Estudiantes de Leipzig haciendo música (Collegium Musicum), grabado en cobre [Leipzig, 1727, colección del Café y Museo Zum arabischen Coffe Baum].

   Fue en 1729 cuando Bach se hizo cargo del conjunto, que pasó a ser bautizado como «Bachische» Collegium Musicum, un traspaso amistoso, dado que Schott continuó sustituyéndole cuando este no podía hacerse cargo de las obligaciones. A partir de este momento Bach no solo participaría activamente en la dirección del conjunto, sino que varias de sus composiciones, tanto sacras como orquestales, fueron no solo interpretadas, sino probablemente destinadas también para la agrupación, que existió al menos hasta 1741 y fue un foco de atención por parte de Bach durante toda la década 1730, pero de un modo doble, dado que la agrupación influyó en su obra por medio de tres vías destacadas, como indica el musicólogo alemán: «1. Le permitió interpretar un repertorio diversificado de música contemporánea que le interesaba; 2. Le ofreció oportunidades para componer obras a fin de estrenarlas durante los conciertos semanales regulares y los conciertos especiales; 3. El Collegium colaboró en las representaciones habituales de la música sacra de Bach. También ofreció una rica esfera de actividad a sus hijos y sus alumnos», algo que se ve claramente en estos conciertos para teclado, los cuales muy probablemente fueron estrenados por el propio Bach al frente de la agrupación y junto a sus hijos mayores [Wilhelm Friedemann y Carl Philipp Emanuel], además de alumnos destacados, tanto en su momento como de años atrás. De este período datan muchas de sus obras instrumentales, tanto de cámara como para una orquesta más amplia, incluyendo sonatas para diversos instrumentos, pero especialmente las suites para orquesta –alguna, no todas– y una serie de conciertos para varios instrumentos, incluyendo los de teclado –los de un clave proceden de etapas previas–, la mayoría de los cuales son, como se ha estudiado convenientemente, arreglos de obras precedentes para otras formaciones en muchos casos perdidas –de la etapa de Köthen, principalmente–, lo que no les resta, por otro lado, ni un ápice de genialidad ni un logrado carácter idiomático para los solistas. Sobre ellos, remarca Wolff: «Con los conciertos para uno, dos, tres y cuatro claves, el propio Bach había sentado nuevas normas para la interacción dinámica entre solistas de teclado y conjunto instrumental (de hecho, estableció un nuevo género que sus hijos consolidaron, y que hacia el final del siglo se había convertido, con diferencia, en el tipo de concierto más aceptado)».

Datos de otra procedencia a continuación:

//! Utility maths functions

// ---------------------------------------------------------------------------
// IMPORTS
// ---------------------------------------------------------------------------

use nalgebra::DVector;

/// Produce a vector of `num_points` evenly spaced values between `start` and
/// `end` (inclusive).
///
/// If `num_points` is 1 the vector contains only `start`.
pub fn linspace(start: f64, end: f64, num_points: usize) -> DVector<f64> {
    if num_points == 1 {
        return DVector::from_element(1, start);
    }

    let step = (end - start) / ((num_points - 1) as f64);
    DVector::from_fn(num_points, |i, _| start + step * (i as f64))
}

/// Find the first index whose time point is not less than `t`.
///
/// This is a linear forward scan over `ts`, which is assumed to be sorted in
/// increasing order. If `t` is greater than every time point `None` is
/// returned.
pub fn first_at_or_after(ts: &DVector<f64>, t: f64) -> Option<usize> {
    (0..ts.len()).find(|&i| ts[i] >= t)
}

#[cfg(test)]
mod test {
    use super::*;

    #[test]
    fn test_linspace() {
        let ts = linspace(0.0, 2.0, 5);
        assert_eq!(ts.len(), 5);
        assert_eq!(ts[0], 0.0);
        assert_eq!(ts[2], 1.0);
        assert_eq!(ts[4], 2.0);

        let single = linspace(3.0, 7.0, 1);
        assert_eq!(single.len(), 1);
        assert_eq!(single[0], 3.0);
    }

    #[test]
    fn test_first_at_or_after() {
        let ts = DVector::from_vec(vec![0.0, 0.5, 1.0, 1.5]);
        assert_eq!(first_at_or_after(&ts, 0.0), Some(0));
        assert_eq!(first_at_or_after(&ts, 0.6), Some(2));
        assert_eq!(first_at_or_after(&ts, 1.0), Some(2));
        assert_eq!(first_at_or_after(&ts, 1.5), Some(3));
        assert_eq!(first_at_or_after(&ts, 2.0), None);
    }
}
//! # Trajectory
//!
//! A trajectory is a time-indexed sequence of (position, velocity,
//! acceleration) samples, optionally carrying a "misc" matrix of per-sample
//! auxiliary values. The misc channel is how gain-schedule training targets
//! travel alongside a demonstrated trajectory.

// ---------------------------------------------------------------------------
// IMPORTS
// ---------------------------------------------------------------------------

// External
use nalgebra::{DMatrix, DVector};
use serde::{Deserialize, Serialize};
use thiserror::Error;

// Internal
use util::maths::first_at_or_after;

// ---------------------------------------------------------------------------
// DATA STRUCTURES
// ---------------------------------------------------------------------------

/// A time-indexed motion trajectory.
#[derive(Debug, Clone, Serialize, Deserialize)]
pub struct Trajectory {
    /// Time points, length `T`
    ts: DVector<f64>,

    /// Positions, `T x D`
    ys: DMatrix<f64>,

    /// Velocities, `T x D`
    yds: DMatrix<f64>,

    /// Accelerations, `T x D`
    ydds: DMatrix<f64>,

    /// Optional auxiliary values, `T x M`
    misc: Option<DMatrix<f64>>,
}

// ---------------------------------------------------------------------------
// ENUMERATIONS
// ---------------------------------------------------------------------------

/// Errors that can occur when constructing or manipulating trajectories.
#[derive(Debug, Error)]
pub enum TrajectoryError {
    /// A channel does not match the shape implied by the time points.
    #[error("Trajectory channel {channel} has shape {found:?} but {expected:?} was expected")]
    ChannelShapeMismatch {
        channel: &'static str,
        expected: (usize, usize),
        found: (usize, usize),
    },

    /// A trajectory needs at least two samples to be meaningful.
    #[error("A trajectory requires at least 2 samples, got {0}")]
    TooFewSamples(usize),

    /// Time points must be strictly increasing.
    #[error("Time points must be strictly increasing")]
    NonIncreasingTime,

    /// The misc channel must have one row per sample.
    #[error("Misc channel has {found} rows but the trajectory has {expected} samples")]
    MiscShapeMismatch { expected: usize, found: usize },

    /// Boundary condition vectors passed to a generator don't agree in size.
    #[error("Boundary condition vectors must all have the same dimensionality")]
    BoundaryDimMismatch,

    /// The viapoint time must fall strictly within the generated time range.
    #[error("Viapoint time {0} does not fall strictly within the time points")]
    ViapointTimeOutOfRange(f64),
}

// ---------------------------------------------------------------------------
// IMPLEMENTATIONS
// ---------------------------------------------------------------------------

impl Trajectory {
    /// Create a new trajectory from its core channels.
    ///
    /// All channels must have one row per time point and the same number of
    /// columns.
    pub fn new(
        ts: DVector<f64>,
        ys: DMatrix<f64>,
        yds: DMatrix<f64>,
        ydds: DMatrix<f64>,
    ) -> Result<Self, TrajectoryError> {
        let n_samples = ts.len();
        let n_dims = ys.ncols();

        if n_samples < 2 {
            return Err(TrajectoryError::TooFewSamples(n_samples));
        }

        let expected = (n_samples, n_dims);
        for &(channel, shape) in &[
            ("ys", ys.shape()),
            ("yds", yds.shape()),
            ("ydds", ydds.shape()),
        ] {
            if shape != expected {
                return Err(TrajectoryError::ChannelShapeMismatch {
                    channel,
                    expected,
                    found: shape,
                });
            }
        }

        Ok(Self {
            ts,
            ys,
            yds,
            ydds,
            misc: None,
        })
    }

    /// The number of samples in the trajectory.
    pub fn len(&self) -> usize {
        self.ts.len()
    }

    pub fn is_empty(&self) -> bool {
        self.ts.len() == 0
    }

    /// The number of dimensions of the trajectory.
    pub fn dim(&self) -> usize {
        self.ys.ncols()
    }

    pub fn ts(&self) -> &DVector<f64> {
        &self.ts
    }

    pub fn ys(&self) -> &DMatrix<f64> {
        &self.ys
    }

    pub fn yds(&self) -> &DMatrix<f64> {
        &self.yds
    }

    pub fn ydds(&self) -> &DMatrix<f64> {
        &self.ydds
    }

    /// The auxiliary channel, if one has been set.
    pub fn misc(&self) -> Option<&DMatrix<f64>> {
        self.misc.as_ref()
    }

    /// Set the auxiliary channel.
    ///
    /// The matrix must have one row per sample of the trajectory.
    pub fn set_misc(&mut self, misc: DMatrix<f64>) -> Result<(), TrajectoryError> {
        if misc.nrows() != self.len() {
            return Err(TrajectoryError::MiscShapeMismatch {
                expected: self.len(),
                found: misc.nrows(),
            });
        }

        self.misc = Some(misc);
        Ok(())
    }

    /// Generate a minimum-jerk (quintic polynomial) trajectory between two
    /// boundary conditions over the given time points.
    pub fn polynomial(
        ts: &DVector<f64>,
        y_from: &DVector<f64>,
        yd_from: &DVector<f64>,
        ydd_from: &DVector<f64>,
        y_to: &DVector<f64>,
        yd_to: &DVector<f64>,
        ydd_to: &DVector<f64>,
    ) -> Result<Self, TrajectoryError> {
        let n_samples = ts.len();
        let n_dims = y_from.len();

        if n_samples < 2 {
            return Err(TrajectoryError::TooFewSamples(n_samples));
        }

        for v in &[yd_from, ydd_from, y_to, yd_to, ydd_to] {
            if v.len() != n_dims {
                return Err(TrajectoryError::BoundaryDimMismatch);
            }
        }

        let duration = ts[n_samples - 1] - ts[0];
        if duration <= 0.0 {
            return Err(TrajectoryError::NonIncreasingTime);
        }

        // Work in normalised time tau in [0, 1], with the boundary
        // derivatives scaled accordingly
        let v0 = yd_from * duration;
        let v1 = yd_to * duration;
        let c0 = ydd_from * (duration * duration);
        let c1 = ydd_to * (duration * duration);

        // Residuals of the three end-point conditions after removing the
        // start-point terms
        let s = y_to - y_from - &v0 - &c0 * 0.5;
        let p = &v1 - &v0 - &c0;
        let q = &c1 - &c0;

        // Quintic coefficients solving the boundary value problem
        let a0 = y_from.clone();
        let a1 = v0;
        let a2 = &c0 * 0.5;
        let a3 = &s * 10.0 - &p * 4.0 + &q * 0.5;
        let a4 = &s * -15.0 + &p * 7.0 - &q;
        let a5 = &s * 6.0 - &p * 3.0 + &q * 0.5;

        let mut ys = DMatrix::zeros(n_samples, n_dims);
        let mut yds = DMatrix::zeros(n_samples, n_dims);
        let mut ydds = DMatrix::zeros(n_samples, n_dims);

        for i in 0..n_samples {
            let tau = (ts[i] - ts[0]) / duration;
            let tau2 = tau * tau;
            let tau3 = tau2 * tau;
            let tau4 = tau3 * tau;
            let tau5 = tau4 * tau;

            let y = &a0 + &a1 * tau + &a2 * tau2 + &a3 * tau3 + &a4 * tau4 + &a5 * tau5;
            let yd =
                &a1 + &a2 * (2.0 * tau) + &a3 * (3.0 * tau2) + &a4 * (4.0 * tau3) + &a5 * (5.0 * tau4);
            let ydd = &a2 * 2.0 + &a3 * (6.0 * tau) + &a4 * (12.0 * tau2) + &a5 * (20.0 * tau3);

            ys.row_mut(i).tr_copy_from(&y);
            yds.row_mut(i).tr_copy_from(&(yd / duration));
            ydds.row_mut(i).tr_copy_from(&(ydd / (duration * duration)));
        }

        Self::new(ts.clone(), ys, yds, ydds)
    }

    /// Generate a trajectory which starts and ends at rest and passes through
    /// a viapoint condition `(y, yd, ydd)` at the first sample at or after
    /// `viapoint_time`.
    ///
    /// The trajectory is built from two minimum-jerk segments joined at the
    /// viapoint sample, so the viapoint condition is satisfied exactly at that
    /// sample.
    pub fn polynomial_through_viapoint(
        ts: &DVector<f64>,
        y_from: &DVector<f64>,
        y_via: &DVector<f64>,
        yd_via: &DVector<f64>,
        ydd_via: &DVector<f64>,
        viapoint_time: f64,
        y_to: &DVector<f64>,
    ) -> Result<Self, TrajectoryError> {
        let n_samples = ts.len();
        let n_dims = y_from.len();

        if n_samples < 3 {
            return Err(TrajectoryError::TooFewSamples(n_samples));
        }

        // The viapoint sample must leave at least two samples on either side
        // so both segments have a positive duration
        let via_index = match first_at_or_after(ts, viapoint_time) {
            Some(i) if i >= 1 && i <= n_samples - 2 => i,
            _ => return Err(TrajectoryError::ViapointTimeOutOfRange(viapoint_time)),
        };

        let rest = DVector::zeros(n_dims);

        let ts_first = ts.rows(0, via_index + 1).into_owned();
        let first = Self::polynomial(&ts_first, y_from, &rest, &rest, y_via, yd_via, ydd_via)?;

        let ts_second = ts.rows(via_index, n_samples - via_index).into_owned();
        let second = Self::polynomial(&ts_second, y_via, yd_via, ydd_via, y_to, &rest, &rest)?;

        // Join the segments, taking the viapoint sample from the first
        let mut ys = DMatrix::zeros(n_samples, n_dims);
        let mut yds = DMatrix::zeros(n_samples, n_dims);
        let mut ydds = DMatrix::zeros(n_samples, n_dims);

        for i in 0..=via_index {
            ys.row_mut(i).copy_from(&first.ys.row(i));
            yds.row_mut(i).copy_from(&first.yds.row(i));
            ydds.row_mut(i).copy_from(&first.ydds.row(i));
        }
        for i in (via_index + 1)..n_samples {
            ys.row_mut(i).copy_from(&second.ys.row(i - via_index));
            yds.row_mut(i).copy_from(&second.yds.row(i - via_index));
            ydds.row_mut(i).copy_from(&second.ydds.row(i - via_index));
        }

        Self::new(ts.clone(), ys, yds, ydds)
    }
}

   De estos conciertos no se han conservado los manuscritos autógrafos, así que permanecen en copias coetáneas o posteriores, incluso alguno sin orquestación o añadida después –lo que favorece la interpretación puramente teclística, aunque no fue el caso en esta velada–. Para su interpretación se utilizaron una serie de instrumentos bien conocidos por los aficionados a la tecla española, pues tres de los cuales son propiedad de destacados clavecinistas, usados de forma habitual en conciertos de estos y otros solistas [un clave alemán de dos teclados debido a Christian Vater, de 1738, copia de Andrea Restelli en propiedad de Daniel Oyarzabal; dos claves flamencos de doble manual basados en un Joannes Ruckers de 1624, uno propiedad de Ignacio Prego y el otro de Alberto Martínez; acabando con un instrumento procedente del francés Atelier von Nagel, que lleva varios años en poder de la OCNE y el Auditorio Nacional]. Interesante también resultar mencionar la colocación sobre el escenario, con los cuatro claves creando una especie de deslavazado arco –normalmente suelen ponerse todo en fila, de manera paralela entre sí, y delante de la agrupación orquestal– y con la agrupación de cuerda delante, también en una posición particular: viola, violín barroco I [Andoni Mercero], violonchelo barroco [Josetxu Obregón], violín barroco II [Pablo Prieto], quedando el contrabajo barroco [Ismael Campanero] al fondo a la izquierda, tras los claves. Interesante resultado el conseguido, pues sirvió para homogeneizar mucho el sonido y ayudar a sacar la parte de viola, que habitualmente se escucha levemente –aquí tuvo una presencia sustancial muy de agradecer, en gran medida por el buena hacer de Daniel Lorenzo–.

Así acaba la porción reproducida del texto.